At this point Braque and Picasso began to clarify and systematize a new conception of the painters’ experience. They felt that they should analyze an object, break it down shapes, flatten them, change colors, and reassemble them so that they could be conceived from all angles. This method was called analytical cubism. Synthetic cubism is seen in the painting The Three Musicians at this point new technique of paper collage proved to be an important discovery. There was a return to color, and texture became very important.
The difference between the two phases of cubism may also be defined in terms of picture space: facet cubism retains a certain kind of depth, the painted surface acts as a window through which we still perceive remnants of the familiar perspective space of the Renaissance. This space lies behind the picture plane and has no visible limits; it may contain objects that are hidden from our view. In collage cubism, on the contrary, the picture space lies in front of the plane of the tray; Space is created not by illusionistic devices such as modeling or foreshortening, but by actual overlapping of layers of pasted materials.
Later Picasso made many paintings of female figures where he emphasized the fullness of their form. During the war he painted Guernica which combines a violent surrealist distortion and color. After the war he painted The Three Dancers which was the first painting to show violent distortions in which the human form is torn apart, he invents new anatomies incorporating the world of dreams mixed with reality. Picasso did sculptures, lithographs, and ceramics. In many of his artworks you can see a bull. As originally conceived by Picasso and Braque, Cubism offered a formal discipline of subtle balance, used for traditional subjects- still life, portraiture, the nude. Other painters, however, saw in the new style a special affinity with the geometric precision of engineering that made it uniquely attuned to the dynamism of modern times.
Georges Braque led the development of Cubism with Picasso.

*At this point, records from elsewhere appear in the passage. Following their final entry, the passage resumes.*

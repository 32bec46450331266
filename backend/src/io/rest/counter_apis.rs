//! # REST API for Voucher Counters
//!
//! - `POST /api/counters/:company/next`: consume the next number and format the identifier
//! - `GET /api/counters/:company`: next number without consuming it

use axum::extract::{Path, State};
use axum::routing::{get, post};
use axum::{Json, Router};
use shared::{Company, CounterPayload, Envelope};
use tracing::info;

use super::respond;
use crate::domain::CounterService;
use crate::error::{StoreError, StoreResult};
use crate::AppState;

/// Counter routes, nested under `/counters`
pub fn router() -> Router<AppState> {
    Router::new()
        .route("/:company", get(peek_counter))
        .route("/:company/next", post(allocate_counter))
}

fn parse_company(company: &str) -> StoreResult<Company> {
    company.parse().map_err(StoreError::InvalidRequest)
}

pub async fn allocate_counter(
    State(state): State<AppState>,
    Path(company): Path<String>,
) -> Json<Envelope<CounterPayload>> {
    info!("POST /api/counters/{}/next", company);
    let result = parse_company(&company)
        .and_then(|company| state.counter_service.allocate_pv_number(company));
    respond("allocate counter", result)
}

pub async fn peek_counter(
    State(state): State<AppState>,
    Path(company): Path<String>,
) -> Json<Envelope<CounterPayload>> {
    info!("GET /api/counters/{}", company);
    let result = parse_company(&company).and_then(|company| {
        let counter = state.counter_service.peek(company)?;
        Ok(CounterPayload {
            company,
            counter,
            pv_number: CounterService::format_pv_number(company, counter),
        })
    });
    respond("peek counter", result)
}

#[cfg(test)]
mod tests {
    use crate::io::rest::test_support::TestApp;
    use serde_json::json;

    #[tokio::test]
    async fn test_allocate_returns_sequential_identifiers() {
        let app = TestApp::new();

        let first = app.call("POST", "/api/counters/mentari/next", None).await;
        let second = app.call("POST", "/api/counters/MENTARI/next", None).await;
        let other = app.call("POST", "/api/counters/nes/next", None).await;

        assert_eq!(
            first,
            json!({ "success": true, "company": "mentari", "counter": 1, "pvNumber": "MI-0001" })
        );
        assert_eq!(second["pvNumber"], "MI-0002");
        assert_eq!(other["pvNumber"], "NES-0001");
    }

    #[tokio::test]
    async fn test_peek_and_unknown_company() {
        let app = TestApp::new();
        app.call("POST", "/api/counters/nes/next", None).await;

        let peeked = app.call("GET", "/api/counters/nes", None).await;
        assert_eq!(peeked["counter"], 2);
        assert_eq!(peeked["pvNumber"], "NES-0002");

        let unknown = app.call("POST", "/api/counters/acme/next", None).await;
        assert_eq!(unknown["success"], false);
        assert_eq!(unknown["kind"], "invalid_request");
    }
}
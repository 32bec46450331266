//! # Runtime Configuration
//!
//! Resolved once at startup from environment variables:
//!
//! | variable              | default                                  |
//! |-----------------------|------------------------------------------|
//! | `VOUCHER_DATA_DIR`    | `<platform data dir>/Payment Voucher`    |
//! | `VOUCHER_BIND_ADDR`   | `127.0.0.1:3000`                         |
//! | `VOUCHER_SHELL_ORIGIN`| `http://localhost:8080`                  |
//!
//! When no directory is given explicitly, a `.voucher_redirect` file in the
//! default directory may point the store somewhere else.

use std::fs;
use std::net::SocketAddr;
use std::path::{Path, PathBuf};

use anyhow::{anyhow, Context, Result};
use tracing::{error, info, warn};

pub const DATA_DIR_VAR: &str = "VOUCHER_DATA_DIR";
pub const BIND_ADDR_VAR: &str = "VOUCHER_BIND_ADDR";
pub const SHELL_ORIGIN_VAR: &str = "VOUCHER_SHELL_ORIGIN";

pub const APP_DIR_NAME: &str = "Payment Voucher";
pub const REDIRECT_FILE: &str = ".voucher_redirect";
pub const DEFAULT_BIND_ADDR: &str = "127.0.0.1:3000";
pub const DEFAULT_SHELL_ORIGIN: &str = "http://localhost:8080";

#[derive(Debug, Clone, PartialEq)]
pub struct AppConfig {
    pub data_dir: PathBuf,
    pub bind_addr: SocketAddr,
    /// Only origin allowed to call the API from a browser context
    pub shell_origin: String,
}

impl AppConfig {
    pub fn from_env() -> Result<Self> {
        Self::from_lookup(|key| std::env::var(key).ok())
    }

    /// Build the configuration from any key lookup
    pub fn from_lookup<F>(lookup: F) -> Result<Self>
    where
        F: Fn(&str) -> Option<String>,
    {
        let value = |key: &str| lookup(key).map(|v| v.trim().to_string()).filter(|v| !v.is_empty());

        let data_dir = match value(DATA_DIR_VAR) {
            Some(dir) => {
                info!("Using data directory from {}: {}", DATA_DIR_VAR, dir);
                PathBuf::from(dir)
            }
            None => resolve_redirect(&default_data_dir()?),
        };

        let bind_text = value(BIND_ADDR_VAR).unwrap_or_else(|| DEFAULT_BIND_ADDR.to_string());
        let bind_addr: SocketAddr = bind_text
            .parse()
            .with_context(|| format!("Invalid {}: {}", BIND_ADDR_VAR, bind_text))?;
        if !bind_addr.ip().is_loopback() {
            warn!("Binding to non-loopback address {}; the API has no authentication", bind_addr);
        }

        let shell_origin =
            value(SHELL_ORIGIN_VAR).unwrap_or_else(|| DEFAULT_SHELL_ORIGIN.to_string());

        Ok(Self {
            data_dir,
            bind_addr,
            shell_origin,
        })
    }
}

/// `<platform data dir>/Payment Voucher`, falling back to the home directory
pub fn default_data_dir() -> Result<PathBuf> {
    dirs::data_dir()
        .or_else(dirs::home_dir)
        .map(|base| base.join(APP_DIR_NAME))
        .ok_or_else(|| anyhow!("Could not determine a data directory"))
}

/// Follow a redirect file in `default_dir` if it names an existing directory
pub fn resolve_redirect(default_dir: &Path) -> PathBuf {
    let redirect_file = default_dir.join(REDIRECT_FILE);
    if !redirect_file.exists() {
        info!("No redirect file found, using default data directory: {}", default_dir.display());
        return default_dir.to_path_buf();
    }

    match fs::read_to_string(&redirect_file) {
        Ok(content) => {
            let redirected = PathBuf::from(content.trim());
            if redirected.is_dir() {
                info!("Found redirect file, using data directory: {}", redirected.display());
                redirected
            } else {
                warn!(
                    "Redirect file points to non-existent directory: {}. Using default.",
                    redirected.display()
                );
                default_dir.to_path_buf()
            }
        }
        Err(e) => {
            error!("Failed to read redirect file: {}. Using default directory.", e);
            default_dir.to_path_buf()
        }
    }
}
//! # Domain Module
//!
//! Business logic of the voucher desk, independent of the HTTP boundary and of
//! the file layout underneath.
//!
//! - **counter_service**: per-company sequence numbers and identifier format
//! - **voucher_service**: upsert, lookup, search, delete and stats
//! - **data_directory_service**: location, backup, full reset, flush
//! - **export**: markup preview, PDF, spreadsheet and JSON files

pub mod counter_service;
pub mod data_directory_service;
pub mod export;
pub mod voucher_service;

pub use counter_service::CounterService;
pub use data_directory_service::DataDirectoryService;
pub use export::{ExportService, PdfEngine, PrintPdfEngine};
pub use voucher_service::VoucherService;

The qualities which distinguish his Cubist paintings from Picasso’s- his fluent painterliness and his natural ability as a rich but subtle colorist- predominant in a work like Guitar and Jug the still life remained his principle theme from the Gueridon Series to the climatic Atelier Series in which the scope of the still life extends to include the studio, the artist, his model and even the painting itself.” Many of his works portray geometric forms of the subjects, yet the subjects in many of his paintings are unrecognizable.
There are two other cubists worth mentioning. Ferdinand Ledger uses modern technology in his paintings. He uses machines, construction workers, and the workingman in many of his paintings. Juan Gris uses Synthetic cubism and his paintings create their own reality rather than imitating the reality of nature.
The art critics are correct when they say that Cubism changed art. The cubists Braque and Picasso developed art independent of reality. They felt an artist could look beyond the superficial appearance of what they painted. The artists became free from his traditional obligation to paint natural appearances as illustrated in many of their paintings. An artist was able to distort, invent, create, and put their dreams into their paintings. Many people use the collage, which they developed, today. I feel that although the paintings are broken up into geometric shapes one can see parts of the object that the artists wanted them to represent. This indicates to me that their pictures were planned rather than arbitrarily done.